Specific Lung-Targeting Shortwave Infrared Luminescence Nanoprobe: Precisely Delineating Sepsis-Induced Acute Lung Injury

Sepsis-induced acute lung injury (ALI), a life-threatening condition, necessitates a deeper molecular-level understanding to promote the development of therapeutic strategies. Although hydrogen sulfide (H2S) has been implicated in sepsis-associated ALI, current detection methods and poor pulmonary targeting have limited mechanistic insights.
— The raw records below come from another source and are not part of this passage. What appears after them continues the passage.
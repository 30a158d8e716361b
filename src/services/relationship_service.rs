// RelationshipService - follow/unfollow with paired edges and denormalized counters
//
// A follow is four writes: the FollowEdge under the followed user, the FollowingEdge
// under the follower, and one counter on each user document. They are committed as a
// single WriteBatch guarded by a precondition on the FollowEdge, so the edges and the
// counters can never drift apart.

use chrono::Utc;
use serde::Serialize;
use serde_json::Value;
use std::sync::Arc;
use tokio::sync::RwLock;
use tracing::{error, info, instrument, warn};

use crate::error::{AppError, AppResult};
use crate::infrastructure::document_store::{Document, DocumentData, DocumentStore, WriteBatch};
use crate::models::{paths, EdgeKind, FollowEdge, FollowingEdge, UserId};
use crate::services::pair_locks::PairLocks;

/// What a follow/unfollow request did
#[derive(Debug, Clone, Copy, PartialEq, Eq, Serialize)]
#[serde(rename_all = "snake_case")]
pub enum RelationshipChange {
    Followed,
    AlreadyFollowing,
    Unfollowed,
    NotFollowing,
    /// Viewer and target are the same user; nothing was written
    SelfRelationship,
}

/// Denormalized counters of one user
#[derive(Debug, Clone, Copy, Default, PartialEq, Eq, Serialize)]
pub struct FollowCounts {
    pub followers: u64,
    pub following: u64,
}

/// Result of a relationship mutation, with counts re-read after the commit
#[derive(Debug, Clone, PartialEq, Eq, Serialize)]
pub struct RelationshipOutcome {
    pub change: RelationshipChange,
    pub is_following: bool,
    pub target_follow_count: u64,
    pub viewer_following_count: u64,
}

#[derive(Clone)]
pub struct RelationshipService {
    store: Arc<dyn DocumentStore>,
    pair_locks: Arc<PairLocks>,
    /// Shared by mutations, exclusive for counter reconciliation
    reconcile_gate: Arc<RwLock<()>>,
}

impl RelationshipService {
    pub fn new(store: Arc<dyn DocumentStore>) -> Self {
        Self {
            store,
            pair_locks: Arc::new(PairLocks::new()),
            reconcile_gate: Arc::new(RwLock::new(())),
        }
    }

    /// Whether `viewer` follows `target`. Signed-out viewers follow nobody.
    pub async fn is_following(&self, viewer: Option<&UserId>, target: &UserId) -> AppResult<bool> {
        match viewer {
            Some(viewer) => self.store.exists(&paths::follow_edge(target, viewer)).await,
            None => Ok(false),
        }
    }

    #[instrument(skip_all, fields(viewer = %viewer, target = %target))]
    pub async fn follow(&self, viewer: &UserId, target: &UserId) -> AppResult<RelationshipOutcome> {
        if viewer == target {
            info!("You cannot follow yourself");
            return self
                .outcome(RelationshipChange::SelfRelationship, viewer, target)
                .await;
        }

        let _gate = self.reconcile_gate.read().await;
        let _pair = self.pair_locks.lock(viewer, target).await;

        let follow_edge = paths::follow_edge(target, viewer);
        if self.store.exists(&follow_edge).await? {
            info!("Already following this user");
            return self
                .outcome(RelationshipChange::AlreadyFollowing, viewer, target)
                .await;
        }

        let now = Utc::now();
        let batch = WriteBatch::new()
            .require_missing(follow_edge.clone())
            .set_value(
                follow_edge,
                &FollowEdge {
                    follower_id: viewer.clone(),
                    timestamp: now,
                },
            )?
            .increment(paths::user(target), EdgeKind::Followers.counter_field(), 1)
            .set_value(
                paths::following_edge(viewer, target),
                &FollowingEdge {
                    followed_user_id: target.clone(),
                    timestamp: now,
                },
            )?
            .increment(paths::user(viewer), EdgeKind::Following.counter_field(), 1);

        let change = match self.store.commit(batch).await {
            Ok(()) => {
                info!("Successfully followed the user");
                RelationshipChange::Followed
            }
            // Another writer on the same store got there first
            Err(AppError::PreconditionFailed(_)) => {
                info!("Follow edge appeared concurrently");
                RelationshipChange::AlreadyFollowing
            }
            Err(e) => {
                error!(error = %e, "Error following user");
                return Err(e);
            }
        };

        self.outcome(change, viewer, target).await
    }

    #[instrument(skip_all, fields(viewer = %viewer, target = %target))]
    pub async fn unfollow(&self, viewer: &UserId, target: &UserId) -> AppResult<RelationshipOutcome> {
        if viewer == target {
            info!("You cannot unfollow yourself");
            return self
                .outcome(RelationshipChange::SelfRelationship, viewer, target)
                .await;
        }

        let _gate = self.reconcile_gate.read().await;
        let _pair = self.pair_locks.lock(viewer, target).await;

        let follow_edge = paths::follow_edge(target, viewer);
        if !self.store.exists(&follow_edge).await? {
            info!("You are not following this user");
            return self
                .outcome(RelationshipChange::NotFollowing, viewer, target)
                .await;
        }

        let batch = WriteBatch::new()
            .require_exists(follow_edge.clone())
            .delete(follow_edge)
            .increment(paths::user(target), EdgeKind::Followers.counter_field(), -1)
            .delete(paths::following_edge(viewer, target))
            .increment(paths::user(viewer), EdgeKind::Following.counter_field(), -1);

        let change = match self.store.commit(batch).await {
            Ok(()) => {
                info!("Successfully unfollowed the user");
                RelationshipChange::Unfollowed
            }
            Err(AppError::PreconditionFailed(_)) => {
                info!("Follow edge disappeared concurrently");
                RelationshipChange::NotFollowing
            }
            Err(e) => {
                error!(error = %e, "Error unfollowing user");
                return Err(e);
            }
        };

        self.outcome(change, viewer, target).await
    }

    /// Stored counters of `user`; absent counters read as zero
    pub async fn follow_counts(&self, user: &UserId) -> AppResult<FollowCounts> {
        let doc = self
            .store
            .get(&paths::user(user))
            .await?
            .ok_or_else(|| AppError::NotFound(format!("User {}", user)))?;

        Ok(counts_of(&doc))
    }

    /// Like [`Self::follow_counts`], but a user without a profile document has zero counts
    async fn counts_or_zero(&self, user: &UserId) -> AppResult<FollowCounts> {
        Ok(self
            .store
            .get(&paths::user(user))
            .await?
            .map(|doc| counts_of(&doc))
            .unwrap_or_default())
    }

    /// Ids of users following `user`
    pub async fn followers(&self, user: &UserId) -> AppResult<Vec<String>> {
        self.edge_ids(EdgeKind::Followers, user).await
    }

    /// Ids of users `user` follows
    pub async fn following(&self, user: &UserId) -> AppResult<Vec<String>> {
        self.edge_ids(EdgeKind::Following, user).await
    }

    /// Recompute both counters of `user` from its edge collections and store them.
    /// Repairs counters written by clients that did not update edges and counters atomically.
    #[instrument(skip_all, fields(user = %user))]
    pub async fn reconcile_counts(&self, user: &UserId) -> AppResult<FollowCounts> {
        let _gate = self.reconcile_gate.write().await;

        let stored = self.follow_counts(user).await?;
        let actual = FollowCounts {
            followers: self.followers(user).await?.len() as u64,
            following: self.following(user).await?.len() as u64,
        };

        if stored != actual {
            warn!(
                stored_followers = stored.followers,
                stored_following = stored.following,
                followers = actual.followers,
                following = actual.following,
                "Follow counters drifted from edges, repairing"
            );
            let mut fields = DocumentData::new();
            fields.insert(
                EdgeKind::Followers.counter_field().to_string(),
                Value::from(actual.followers),
            );
            fields.insert(
                EdgeKind::Following.counter_field().to_string(),
                Value::from(actual.following),
            );
            self.store
                .commit(WriteBatch::new().merge(paths::user(user), fields))
                .await?;
        }

        Ok(actual)
    }

    async fn edge_ids(&self, kind: EdgeKind, user: &UserId) -> AppResult<Vec<String>> {
        Ok(self
            .store
            .list(&kind.collection(user))
            .await?
            .into_iter()
            .map(|doc| doc.id().to_string())
            .collect())
    }

    async fn outcome(
        &self,
        change: RelationshipChange,
        viewer: &UserId,
        target: &UserId,
    ) -> AppResult<RelationshipOutcome> {
        let (target_counts, viewer_counts) = if change == RelationshipChange::SelfRelationship {
            let counts = self.counts_or_zero(viewer).await?;
            (counts, counts)
        } else {
            (
                self.follow_counts(target).await?,
                self.follow_counts(viewer).await?,
            )
        };

        Ok(RelationshipOutcome {
            change,
            is_following: matches!(
                change,
                RelationshipChange::Followed | RelationshipChange::AlreadyFollowing
            ),
            target_follow_count: target_counts.followers,
            viewer_following_count: viewer_counts.following,
        })
    }
}

fn counts_of(doc: &Document) -> FollowCounts {
    FollowCounts {
        followers: non_negative(doc.i64_field(EdgeKind::Followers.counter_field())),
        following: non_negative(doc.i64_field(EdgeKind::Following.counter_field())),
    }
}

fn non_negative(count: i64) -> u64 {
    u64::try_from(count).unwrap_or(0)
}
In this study, we present a lung-targeted shortwave infrared (SWIR) nanoprobe (RENPs@PB@LIP) for noninvasive monitoring of H2S in ALI though a novel mismatched resonance energy transfer (MRET) strategy. Specifically, the emission around 1475 nm from Tm3+-doped rare-earth doped nanoparticles (RENPs) can be quenched by Prussian blue (PB), which absorbs light in the 600–900 nm range, via modulating the shared energy level of the emissions at 1475 and 812 nm. This energy modulation allows for the detection of H2S through PB degradation upon reaction. Additionally, positively charged liposomes encapsulate the nanoprobe, promoting its preferential accumulation in the lungs over the liver. Our system enables timely, noninvasive monitoring of H2S levels in the lungs and facilitates the assessment of ALI progression and prognosis in vivo. This approach holds significant potential for elucidating the pathogenesis of ALI and guiding therapeutic interventions.